A reportagem foi a cinco pontos da área urbana da cidade onde os trilhos são circundados por moradias: entorno da gare e da Rua Silva Jardim, no bairro Centro, bairro Campestre do Menino Deus, Itararé e Km3. Muitas pessoas estão temerosas diante da incerteza do futuro e se perguntam se terão de deixar as residências ou reduzir parte dos terrenos e casas. Os moradores não sabem se serão realocados em outras áreas, se têm ou não direito à indenização e, principalmente, por que, depois de tantos anos vizinhando com os trens, agora terão de sair.

Moradores da Rua Lupcínio Rodrigues, no Campestre, foram notificados em abril deste ano. O ferroviário aposentado Paulo Vecchio Diefenthaler, 55 anos, diz que, conforme a escritura, a linha férrea é que cruza dentro do terreno que comprou há cerca de 10 anos e onde mora com a mulher e a filha.

_ O que o juiz decretar, vou ter de fazer _ lamenta.

A ALL não informa quantas famílias, no total, serão atingidas, o que a empresa pretende em relação a esses moradores nem o trecho exato onde foram pedidas as reintegrações (veja a nota da empresa abaixo).

O que diz a ALL:

“A concessionária informa que ajuizou ação de reintegração de posse em razão de sua obrigação legal e contratual de preservação da faixa de domínio.
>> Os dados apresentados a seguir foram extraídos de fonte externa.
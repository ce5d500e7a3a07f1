//! Server side: table storage, consistency models, and server threads.

mod storage;
mod progress;
mod models;
mod thread;

pub use storage::{MapStorage, Storage, StorageType};
pub use progress::{Clock, PendingBuffer, ProgressTracker};
pub use models::{
    AspModel, BspModel, ConsistencyModel, ModelType, SspModel,
};
pub use thread::ServerThread;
A empresa deve impedir ocupações irregulares para garantir a segurança da operação e, principalmente, das pessoas instaladas em área de risco devido à proximidade com a linha férrea. Em Santa Maria, há ações ajuizadas para todas as invasões existentes na faixa de domínio da ferrovia. Os processos referidos seguem em trâmite na justiça.”

Entenda o caso

Quem está na rota das ações de reintegração de posse?

– Famílias que moram em áreas nas margens da linha férrea, na chamada faixa de domínio do governo federal. Uma escola de samba e uma escola municipal, no centro de Santa Maria, também estão entre as notificadas

Por que a ALL está movendo as ações?

– A área é da União, sob reponsabilidade do Departamento Nacional de Infraestrutura de Transportes (Dnit). A América Latina Logística (ALL) tem a concessão para transporte ferroviário e contrato de arrendamento de bens com a antiga Rede Ferroviária, por isso, tem como dever manter livres estas áreas, além de fazer a manutenção da ferrovia. Há alguns anos, o Tribunal de Contas da União recebeu denúncia de ocupações das faixas de domínio (área lateral à linha férrea). O TCU questionou o Dnit que exigiu que a ALL cumprisse o contrato e tomasse providências para retomar as áreas

Qual a extensão da faixa de domínio?

– As áreas pertencentes à União (e que não poderiam ter sido ocupadas) variam de um trecho para outro. Na maioria dos pontos urbanos, onde os trilhos cortam os bairros, a distância considerada é de 15 metros para cada um dos lados a partir do eixo central da ferrovia, mas, em áreas rurais, pode chegar a 100 metros. Na Região Central, partindo de Santa Maria, os trechos sob a jurisdição da Justiça Federal do município, na direção de Porto Alegre, vão até Agudo. Em direção ao Norte do Estado, até Júlio de Castilhos. E, em direção à Fronteira-Oeste, até Mata

Qual a diferença entre reintegração e desapropriação?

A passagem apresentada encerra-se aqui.